Gehorsam umrunde ich den Owoo. Ich bitte um gutes Wetter für meine Reise durch die Mongolei. Ob mich der Erdgeist erhört?

Owoo

Owoos (in Reiseführern auch Obos oder Ovoos) findet man in der Mongolei überall. Sie stehen an Straßenkreuzungen, auf Bergkuppen, an Seen, Quellen oder in Schluchten. Mal sind es große, mal kleine Steinhaufen und manchmal sind es mit blauen Seidenschals („khardags“) umwickelte Bäume oder Baumstämme.  Und sehr oft ist es eine Kombination aus Steinhaufen und Ästen.  Die Farbe Blau symbolisiert dabei den „ewigen Himmel“ und steht auch für den Respekt vor der Natur.

Owoo in der Geierschlucht

Mongolischer Owoo bei den Red Cliffs

Ovoo bei Baga Gazriin Chuluun

Zum zweiten Mal gehe ich im Uhrzeigersinn um den Owoo herum und lege einen Stein auf ihm ab. Das ist meine Opfergabe an den im Owoo wohnenden Erdgeist, den ich somit gnädig stimmen will. Früher brachte man den Naturgeistern Opfer in Form von weißen Gegenständen dar, also Tierschädel oder getrockneten Käse.
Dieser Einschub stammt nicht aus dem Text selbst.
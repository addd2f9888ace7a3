// src/main.rs

use clap::Parser;
use log::LevelFilter;
use log4rs::{
    append::console::{ConsoleAppender, Target},
    append::file::FileAppender,
    config::{Appender, Root},
    encode::pattern::PatternEncoder,
    filter::threshold::ThresholdFilter,
    Config,
};
use std::fs;
use std::path::Path;
use std::sync::Arc;
use strapi_blocks::analytics::{measure_collections, measure_content};
use strapi_blocks::output::{deliver, plan_schema, plan_stdout, OutputReport};
use strapi_blocks::pipeline::{self, DirectoryStore};
use strapi_blocks::{
    audit_all, AppError, Command, CommandLineInput, ContentFetcher, SiteConfig, StrapiHttpClient,
};

/// Sets up logging configuration.
///
/// Console output goes to stderr so `global`/`landing`/`schema` JSON on
/// stdout stays pipeable.
fn setup_logging(verbose: bool) -> Result<(), Box<dyn std::error::Error>> {
    let log_level = if verbose {
        LevelFilter::Debug
    } else {
        LevelFilter::Warn
    };

    let log_file_path = std::env::temp_dir().join("strapi_blocks.log");
    if let Some(parent) = log_file_path.parent() {
        fs::create_dir_all(parent)?;
    }

    let pattern = if verbose {
        "{d(%Y-%m-%d %H:%M:%S)} [{l}] - {m}{n}"
    } else {
        "{m}{n}"
    };

    let stderr_appender = ConsoleAppender::builder()
        .target(Target::Stderr)
        .encoder(Box::new(PatternEncoder::new(pattern)))
        .build();

    let file_appender = FileAppender::builder()
        .encoder(Box::new(PatternEncoder::new(
            "{d(%Y-%m-%d %H:%M:%S)} [{l}] - {m}{n}",
        )))
        .build(&log_file_path)?;

    let config = Config::builder()
        .appender(Appender::builder().build("stderr", Box::new(stderr_appender)))
        .appender(
            Appender::builder()
                .filter(Box::new(ThresholdFilter::new(LevelFilter::Debug)))
                .build("file", Box::new(file_appender)),
        )
        .build(
            Root::builder()
                .appender("stderr")
                .appender("file")
                .build(log_level),
        )?;

    log4rs::init_config(config)?;
    log::info!("Logging initialized. Log file: {}", log_file_path.display());
    Ok(())
}

/// Dispatches one subcommand.
struct SiteCommand<'a> {
    config: &'a SiteConfig,
}

impl<'a> SiteCommand<'a> {
    fn new(config: &'a SiteConfig) -> Self {
        Self { config }
    }

    fn fetcher(&self) -> Result<ContentFetcher, AppError> {
        log::info!("Using Strapi at {}", self.config.strapi_url);
        let client = StrapiHttpClient::new(self.config.strapi_url.clone())?;
        Ok(ContentFetcher::new(Arc::new(client)))
    }

    async fn run(&self) -> Result<(), AppError> {
        match &self.config.command {
            Command::Global => {
                let global = self.fetcher()?.get_global_page_data().await?;
                deliver(plan_stdout(&global)?)?.into_result()?;
            }
            Command::Landing => {
                let envelope = self.fetcher()?.get_landing_page_data().await?;
                deliver(plan_stdout(&envelope)?)?.into_result()?;
            }
            Command::Sync => self.sync().await?,
            Command::Audit => self.audit()?,
            Command::Schema { out_dir } => self.schema(out_dir.as_deref())?,
        }
        Ok(())
    }

    async fn sync(&self) -> Result<(), AppError> {
        let fetcher = self.fetcher()?;
        let store = DirectoryStore::new(&self.config.content_dir);
        let (collections, report) = pipeline::sync(&fetcher, &store).await?;

        let summary = measure_content(&collections);
        println!(
            "📄 Loaded {} post(s) and {} page(s) from Strapi.",
            summary.posts, summary.pages
        );
        log::info!("{}", measure_collections(&collections));
        self.report_writes(&report);
        Ok(())
    }

    fn audit(&self) -> Result<(), AppError> {
        let report = audit_all().into_result()?;
        for entry in &report.entries {
            println!("✓ {} populate covers its type and schema", entry.content_type);
        }
        Ok(())
    }

    fn schema(&self, out_dir: Option<&str>) -> Result<(), AppError> {
        match out_dir {
            Some(dir) => {
                let report = deliver(plan_schema(Path::new(dir))?)?.into_result()?;
                self.report_writes(&report);
            }
            None => {
                let schemas = serde_json::json!({
                    "components": strapi_blocks::schema::COMPONENTS
                        .iter()
                        .map(|c| (c.uid.to_string(), c.to_json()))
                        .collect::<serde_json::Map<_, _>>(),
                    "contentTypes": strapi_blocks::schema::CONTENT_TYPES
                        .iter()
                        .map(|c| (c.uid.to_string(), c.to_json()))
                        .collect::<serde_json::Map<_, _>>(),
                });
                deliver(plan_stdout(&schemas)?)?.into_result()?;
            }
        }
        Ok(())
    }

    fn report_writes(&self, report: &OutputReport) {
        println!(
            "✓ Wrote {} file(s), {} bytes",
            report.written.len(),
            report.bytes_written
        );
        if !report.removed.is_empty() {
            println!("🗑 Removed {} stale entr(ies)", report.removed.len());
        }
    }
}

#[tokio::main]
async fn main() -> Result<(), Box<dyn std::error::Error>> {
    let cli = CommandLineInput::parse();

    setup_logging(cli.verbose)?;

    let config = SiteConfig::resolve(cli)?;

    SiteCommand::new(&config).run().await?;

    Ok(())
}
// src/api/mod.rs
//! Strapi REST interaction: the ability to read content from the backend.
//!
//! I/O lives behind [`StrapiTransport`]; parsing lives in [`parser`]; the
//! site-level fetch functions live in [`fetcher`] and depend only on the
//! trait, never on HTTP details.

pub mod client;
pub mod fetcher;
pub mod parser;

use crate::error::AppError;

pub use client::{ApiResponse, StrapiHttpClient};
pub use fetcher::ContentFetcher;
pub use parser::parse_envelope;

/// The ability to issue a GET against the Strapi REST API.
///
/// `route` is relative to `<base>/api/` (e.g. `global`, `articles`);
/// `params` are already flattened into `qs` bracket keys.
#[async_trait::async_trait]
pub trait StrapiTransport: Send + Sync {
    async fn get(
        &self,
        route: &str,
        params: &[(String, String)],
    ) -> Result<ApiResponse<String>, AppError>;
}
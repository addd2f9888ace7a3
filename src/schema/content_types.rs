use super::components::BLOCK_COMPONENTS;
use super::{Attribute, ContentKind, ContentTypeSchema, RelationKind};

const BLOCKS: Attribute = Attribute::DynamicZone {
    components: BLOCK_COMPONENTS,
};

const IMAGE: Attribute = Attribute::Media {
    multiple: false,
    allowed_types: &["images"],
};

pub static CONTENT_TYPES: &[ContentTypeSchema] = &[
    ContentTypeSchema {
        uid: "api::global.global",
        kind: ContentKind::Single,
        collection_name: "globals",
        singular_name: "global",
        plural_name: "globals",
        display_name: "Global",
        draft_and_publish: false,
        attributes: &[
            ("title", Attribute::String),
            ("description", Attribute::Text),
            (
                "banner",
                Attribute::Component {
                    component: "layout.banner",
                    repeatable: false,
                },
            ),
            (
                "header",
                Attribute::Component {
                    component: "layout.header",
                    repeatable: false,
                },
            ),
            (
                "footer",
                Attribute::Component {
                    component: "layout.footer",
                    repeatable: false,
                },
            ),
        ],
    },
    ContentTypeSchema {
        uid: "api::landing-page.landing-page",
        kind: ContentKind::Single,
        collection_name: "landing_pages",
        singular_name: "landing-page",
        plural_name: "landing-pages",
        display_name: "Landing Page",
        draft_and_publish: true,
        attributes: &[
            ("title", Attribute::String),
            ("description", Attribute::Text),
            ("blocks", BLOCKS),
        ],
    },
    ContentTypeSchema {
        uid: "api::page.page",
        kind: ContentKind::Collection,
        collection_name: "pages",
        singular_name: "page",
        plural_name: "pages",
        display_name: "Page",
        draft_and_publish: true,
        attributes: &[
            ("title", Attribute::String),
            ("description", Attribute::Text),
            (
                "slug",
                Attribute::Uid {
                    target_field: "title",
                },
            ),
            ("blocks", BLOCKS),
        ],
    },
    ContentTypeSchema {
        uid: "api::article.article",
        kind: ContentKind::Collection,
        collection_name: "articles",
        singular_name: "article",
        plural_name: "articles",
        display_name: "Article",
        draft_and_publish: true,
        attributes: &[
            ("title", Attribute::String),
            ("description", Attribute::Text),
            (
                "slug",
                Attribute::Uid {
                    target_field: "title",
                },
            ),
            ("featuredImage", IMAGE),
            (
                "author",
                Attribute::Relation {
                    relation: RelationKind::ManyToOne,
                    target: "api::author.author",
                },
            ),
            (
                "contentTags",
                Attribute::Relation {
                    relation: RelationKind::ManyToMany,
                    target: "api::tag.tag",
                },
            ),
            ("blocks", BLOCKS),
        ],
    },
    ContentTypeSchema {
        uid: "api::author.author",
        kind: ContentKind::Collection,
        collection_name: "authors",
        singular_name: "author",
        plural_name: "authors",
        display_name: "Author",
        draft_and_publish: false,
        attributes: &[
            ("fullName", Attribute::String),
            ("image", IMAGE),
            (
                "articles",
                Attribute::Relation {
                    relation: RelationKind::OneToMany,
                    target: "api::article.article",
                },
            ),
        ],
    },
    ContentTypeSchema {
        uid: "api::tag.tag",
        kind: ContentKind::Collection,
        collection_name: "tags",
        singular_name: "tag",
        plural_name: "tags",
        display_name: "Tag",
        draft_and_publish: false,
        attributes: &[
            ("title", Attribute::String),
            (
                "articles",
                Attribute::Relation {
                    relation: RelationKind::ManyToMany,
                    target: "api::article.article",
                },
            ),
        ],
    },
];
use super::ValidationError;
use serde::{Deserialize, Serialize};
use std::fmt;

/// Opaque Strapi v5 document identifier (`documentId`).
///
/// Stable across drafts, locales and publications of the same document.
/// This layer never interprets it beyond equality and display.
#[derive(Debug, Clone, PartialEq, Eq, Hash)]
pub struct DocumentId(String);

impl DocumentId {
    /// Parse a document identifier, rejecting blank values and whitespace.
    pub fn parse(input: &str) -> Result<Self, ValidationError> {
        let trimmed = input.trim();
        if trimmed.is_empty() {
            return Err(ValidationError::EmptyField("documentId"));
        }
        if trimmed.chars().any(char::is_whitespace) {
            return Err(ValidationError::InvalidDocumentId(input.to_string()));
        }
        Ok(Self(trimmed.to_string()))
    }

    pub fn as_str(&self) -> &str {
        &self.0
    }
}

impl fmt::Display for DocumentId {
    fn fmt(&self, f: &mut fmt::Formatter<'_>) -> fmt::Result {
        write!(f, "{}", self.0)
    }
}

impl Serialize for DocumentId {
    fn serialize<S>(&self, serializer: S) -> Result<S::Ok, S::Error>
    where
        S: serde::Serializer,
    {
        self.0.serialize(serializer)
    }
}

impl<'de> Deserialize<'de> for DocumentId {
    fn deserialize<D>(deserializer: D) -> Result<Self, D::Error>
    where
        D: serde::Deserializer<'de>,
    {
        let s = String::deserialize(deserializer)?;
        DocumentId::parse(&s).map_err(serde::de::Error::custom)
    }
}

#[cfg(test)]
mod tests {
    use super::*;

    #[test]
    fn test_document_id_parsing() {
        let id = DocumentId::parse("  zx7ak1p2tyv0mw9ur3f4q6cb ").unwrap();
        assert_eq!(id.as_str(), "zx7ak1p2tyv0mw9ur3f4q6cb");
        assert!(DocumentId::parse("").is_err());
        assert!(DocumentId::parse("   ").is_err());
        assert!(DocumentId::parse("two words").is_err());
    }

    #[test]
    fn test_document_id_serde_is_transparent() {
        let id: DocumentId = serde_json::from_str("\"abc123\"").unwrap();
        assert_eq!(serde_json::to_string(&id).unwrap(), "\"abc123\"");
        assert!(serde_json::from_str::<DocumentId>("\"\"").is_err());
    }
}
Tierschädel findet man selten, heutzutage opfern die Mongolen Geldscheine oder leere Wodkaflaschen. Oder eben Steine.

Owoo

Dreimal soll man den Owoo umrunden und so starte ich meine dritte und letzte Runde. Zahlreiche Vorbeikommende haben sich für den bisherigen Verlauf ihrer Reise bedankt und baten um Beistand für den weiteren Weg. Neben kleinen batteriebetriebenen Gebetsmühlen finden sich auf diesem Owoo Holzkrücken und eine Musikkassette. Geldscheine flattern im Wind.

Owoo mit Krücken

Opfergaben

Mein Stein funkelt in der Sonne. Ich bin mir sicher: meine Reise wird ein Erfolg.